Ransomware operators have drastically changed their strategy, moving away from simple, widespread malware distribution toward highly targeted campaigns that exploit legitimate enterprise software for stealth and persistence.
Starting in early 2025, several major ransomware groups began abusing popular remote access tools (RATs), such as AnyDesk and Splashtop, to gain a foothold inside corporate networks. By silently installing or hijacking these tools, adversaries bypass standard security controls that typically trust signed installers. This allows them to achieve initial access without triggering conventional detection mechanisms, leaving organizations to discover suspicious remote sessions connecting from unexpected locations.
Seqrite analysts have noted that attackers typically use credential stuffing or phishing to obtain privileged accounts. They then use the remote access tools to move laterally across the network. Instead of relying on custom malware binaries, threat actors use existing administration frameworks. This allows their malicious activity to blend in with everyday IT operations, making them practically invisible to older endpoint protection systems.
Profound Impact and Persistence Tactics
The consequences of these campaigns are significant. Victims report encrypted file shares, disabled backups, and compromised RAT credentials used to lock out legitimate administrators. High-profile intrusions involving ransomware like LockBit and Black Basta have seen attackers combine RAT abuse with file-shredding commands to erase forensic evidence, increase their dwell time, and maximize ransom demands. This approach has caused costly downtime and data loss, highlighting the need for organizations to stop automatically trusting routine IT utilities.
A critical part of these operations is the attackers' ability to maintain control through remote administration software.
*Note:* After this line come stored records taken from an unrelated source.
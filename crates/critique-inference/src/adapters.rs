//! Per-advisor LoRA adapter artifacts.
//!
//! Layout: `<root>/<advisor_id>/adapter_config.json` and/or
//! `<root>/<advisor_id>/adapter_model.safetensors`. Either file marks the
//! adapter as present. The Ollama model tag that serves the adapter is
//! `critique-<advisor_id>` unless `adapter_config.json` names one in
//! `serving_model`.

use std::path::{Path, PathBuf};

use serde::Deserialize;
use tracing::debug;

use critique_core::defaults::{ADAPTER_DIR, ENV_ADAPTER_DIR};
use critique_core::{Error, Result};

/// Files whose presence marks an adapter as trained.
pub const ADAPTER_MARKERS: [&str; 2] = ["adapter_config.json", "adapter_model.safetensors"];

/// Prefix of the default serving model tag.
pub const SERVING_MODEL_PREFIX: &str = "critique-";

#[derive(Debug, Default, Deserialize)]
struct AdapterConfig {
    #[serde(default)]
    serving_model: Option<String>,
}

/// Filesystem catalog of trained adapters.
#[derive(Debug, Clone)]
pub struct AdapterCatalog {
    root: PathBuf,
}

impl AdapterCatalog {
    pub fn new(root: impl Into<PathBuf>) -> Self {
        Self { root: root.into() }
    }

    pub fn from_env() -> Self {
        let root = std::env::var(ENV_ADAPTER_DIR).unwrap_or_else(|_| ADAPTER_DIR.to_string());
        Self::new(root)
    }

    pub fn root(&self) -> &Path {
        &self.root
    }

    /// Advisor ids become path segments; only `[A-Za-z0-9_-]` is accepted.
    fn advisor_dir(&self, advisor_id: &str) -> Result<PathBuf> {
        let safe = !advisor_id.is_empty()
            && advisor_id
                .chars()
                .all(|c| c.is_ascii_alphanumeric() || c == '_' || c == '-');
        if !safe {
            return Err(Error::Validation(format!(
                "advisor id '{}' is not a valid adapter name",
                advisor_id
            )));
        }
        Ok(self.root.join(advisor_id))
    }

    /// Whether a trained adapter exists for `advisor_id`.
    pub async fn exists(&self, advisor_id: &str) -> Result<bool> {
        let dir = self.advisor_dir(advisor_id)?;
        for marker in ADAPTER_MARKERS {
            if tokio::fs::metadata(dir.join(marker))
                .await
                .map(|m| m.is_file())
                .unwrap_or(false)
            {
                debug!(
                    subsystem = "inference",
                    component = "adapters",
                    advisor_id = %advisor_id,
                    marker,
                    "Adapter found"
                );
                return Ok(true);
            }
        }
        Ok(false)
    }

    /// Model tag serving the adapter for `advisor_id`.
    pub async fn serving_model(&self, advisor_id: &str) -> Result<String> {
        let config_path = self.advisor_dir(advisor_id)?.join(ADAPTER_MARKERS[0]);
        let config = match tokio::fs::read_to_string(&config_path).await {
            Ok(text) => serde_json::from_str::<AdapterConfig>(&text)?,
            Err(e) if e.kind() == std::io::ErrorKind::NotFound => AdapterConfig::default(),
            Err(e) => return Err(e.into()),
        };
        Ok(config
            .serving_model
            .filter(|m| !m.trim().is_empty())
            .unwrap_or_else(|| format!("{}{}", SERVING_MODEL_PREFIX, advisor_id)))
    }
}
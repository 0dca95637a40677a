//! HTTP handlers.

pub mod advisors;
pub mod analyze;
pub mod health;
pub mod jobs;
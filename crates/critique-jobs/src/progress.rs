//! Per-job progress subscriptions over the shared event bus.
//!
//! Subscribers get the job's current state first and live events after it.
//! Early events are not replayed. The stream ends after the terminal event.

use std::sync::Arc;

use tokio::sync::{broadcast, mpsc};
use tokio_stream::wrappers::ReceiverStream;
use tracing::{debug, warn};
use uuid::Uuid;

use critique_core::{Error, EventBus, EventEnvelope, JobRepository, Result, ServerEvent};

/// Events buffered per subscriber before the forwarder waits on the client.
const SUBSCRIPTION_BUFFER: usize = 32;

/// Fans job events out to per-job subscribers.
#[derive(Clone)]
pub struct ProgressPublisher {
    bus: EventBus,
    jobs: Arc<dyn JobRepository>,
}

impl ProgressPublisher {
    pub fn new(bus: EventBus, jobs: Arc<dyn JobRepository>) -> Self {
        Self { bus, jobs }
    }

    /// Fire-and-forget.
    pub fn publish(&self, event: ServerEvent) {
        self.bus.emit(event);
    }

    pub fn bus(&self) -> &EventBus {
        &self.bus
    }

    /// Ordered events for one job, starting with its current state.
    ///
    /// Dropping the stream never affects the job.
    pub async fn subscribe(&self, job_id: Uuid) -> Result<ReceiverStream<ServerEvent>> {
        // Subscribe before reading the snapshot so nothing published in
        // between is lost.
        let rx = self.bus.subscribe();
        let job = self
            .jobs
            .get(job_id)
            .await?
            .ok_or(Error::JobNotFound(job_id))?;

        let (tx, out) = mpsc::channel(SUBSCRIPTION_BUFFER);
        let snapshot = ServerEvent::snapshot_of(&job);
        let jobs = self.jobs.clone();
        tokio::spawn(forward(job_id, snapshot, rx, tx, jobs));
        Ok(ReceiverStream::new(out))
    }
}

async fn forward(
    job_id: Uuid,
    snapshot: ServerEvent,
    mut rx: broadcast::Receiver<EventEnvelope>,
    tx: mpsc::Sender<ServerEvent>,
    jobs: Arc<dyn JobRepository>,
) {
    let mut last_rank = rank(&snapshot);
    let terminal = snapshot.is_terminal();
    if tx.send(snapshot).await.is_err() || terminal {
        return;
    }

    loop {
        let received = tokio::select! {
            _ = tx.closed() => {
                debug!(job_id = %job_id, "Progress subscriber went away");
                return;
            }
            received = rx.recv() => received,
        };

        let event = match received {
            Ok(envelope) if envelope.payload.job_id() == Some(job_id) => envelope.payload,
            Ok(_) => continue,
            Err(broadcast::error::RecvError::Lagged(skipped)) => {
                warn!(
                    job_id = %job_id,
                    skipped,
                    "Progress subscriber lagged, resynchronizing from job store"
                );
                match jobs.get(job_id).await {
                    Ok(Some(job)) => ServerEvent::snapshot_of(&job),
                    _ => return,
                }
            }
            Err(broadcast::error::RecvError::Closed) => return,
        };

        // A snapshot read after subscribing may already be ahead of events
        // still queued on the bus.
        let event_rank = rank(&event);
        if event_rank < last_rank {
            continue;
        }
        last_rank = event_rank;

        let terminal = event.is_terminal();
        if tx.send(event).await.is_err() || terminal {
            return;
        }
    }
}

fn rank(event: &ServerEvent) -> u8 {
    event.job_status().map(|s| s.rank()).unwrap_or(0)
}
Two main persistence methods have been observed:
- Hijacking Preinstalled Tools: Attackers scan for installed applications and modify configuration files or inject malicious credentials. This grants them unattended access without creating any new executable files on the disk, successfully evading antivirus scanning by abusing whitelisted programs.
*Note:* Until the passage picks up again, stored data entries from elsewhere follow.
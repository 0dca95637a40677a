//! # critique-db
//!
//! Durable profile and job stores for the critique pipeline.
//!
//! Two implementations of each repository trait from `critique-core` ship
//! here: PostgreSQL (via `sqlx`) for deployments, and in-process stores with
//! the same contracts for tests and database-less runs. [`Stores`] bundles
//! either pair behind trait objects so the orchestrator never cares which.

pub mod jobs;
pub mod memory;
pub mod pool;
pub mod profiles;

use std::sync::Arc;

use tokio::sync::Notify;

pub use critique_core::*;
pub use jobs::PgJobRepository;
pub use memory::{MemoryJobRepository, MemoryProfileRepository};
pub use pool::PoolConfig;
pub use profiles::PgProfileRepository;

/// PostgreSQL-backed repositories sharing one pool.
#[derive(Clone)]
pub struct Database {
    pub pool: sqlx::Pool<sqlx::Postgres>,
    pub profiles: Arc<PgProfileRepository>,
    pub jobs: Arc<PgJobRepository>,
}

impl Database {
    pub fn new(pool: sqlx::Pool<sqlx::Postgres>) -> Self {
        Self {
            profiles: Arc::new(PgProfileRepository::new(pool.clone())),
            jobs: Arc::new(PgJobRepository::new(pool.clone())),
            pool,
        }
    }

    /// Connect with the default pool configuration.
    pub async fn connect(url: &str) -> Result<Self> {
        Self::connect_with_config(url, PoolConfig::default()).await
    }

    pub async fn connect_with_config(url: &str, config: PoolConfig) -> Result<Self> {
        let pool = pool::connect(url, &config).await?;
        Ok(Self::new(pool))
    }

    /// Run pending migrations.
    #[cfg(feature = "migrations")]
    pub async fn migrate(&self) -> Result<()> {
        sqlx::migrate!("../../migrations")
            .run(&self.pool)
            .await
            .map_err(|e| Error::Database(sqlx::Error::Migrate(Box::new(e))))?;
        Ok(())
    }

    /// Round-trip a trivial query.
    pub async fn ping(&self) -> Result<()> {
        sqlx::query("SELECT 1")
            .execute(&self.pool)
            .await
            .map_err(Error::Database)?;
        Ok(())
    }

    pub fn pool(&self) -> &sqlx::Pool<sqlx::Postgres> {
        &self.pool
    }
}

/// The profile and job stores the pipeline runs against.
#[derive(Clone)]
pub struct Stores {
    pub profiles: Arc<dyn ProfileRepository>,
    pub jobs: Arc<dyn JobRepository>,
    /// Signalled whenever a job is queued.
    pub job_notify: Arc<Notify>,
    /// Present when backed by PostgreSQL.
    pub database: Option<Database>,
}

impl Stores {
    pub fn postgres(db: Database) -> Self {
        Self {
            profiles: db.profiles.clone(),
            jobs: db.jobs.clone(),
            job_notify: db.jobs.job_notify(),
            database: Some(db),
        }
    }

    pub fn in_memory() -> Self {
        let jobs = Arc::new(MemoryJobRepository::new());
        Self {
            profiles: Arc::new(MemoryProfileRepository::new()),
            job_notify: jobs.job_notify(),
            jobs,
            database: None,
        }
    }

    /// `true` when the backing store answers (always for in-process stores).
    pub async fn is_healthy(&self) -> bool {
        match &self.database {
            Some(db) => db.ping().await.is_ok(),
            None => true,
        }
    }
}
- Silent Installation: When no remote access tools are preinstalled, attackers deploy lightweight installers using little-known command-line arguments like /VERYSILENT or /NORESTART. This installs the RAT as a service that launches at boot, providing a persistent entry point.
Once embedded, the remote tool often runs with elevated privileges. This is frequently combined with registry manipulation and hidden scheduled tasks, ensuring that if incident responders remove one backdoor, a secondary access path remains open. This layered persistence model makes remediation difficult and requires defenders to move toward behavior-based monitoring that flags anomalous tool usage instead of relying on file signatures.
By abusing trusted software, ransomware gangs have effectively turned IT convenience into their most potent weapon. Defenders must implement strict application whitelisting, enforce multi-factor authentication, and monitor command-line arguments associated with common remote access tools to stop these stealthy tactics before encryption occurs.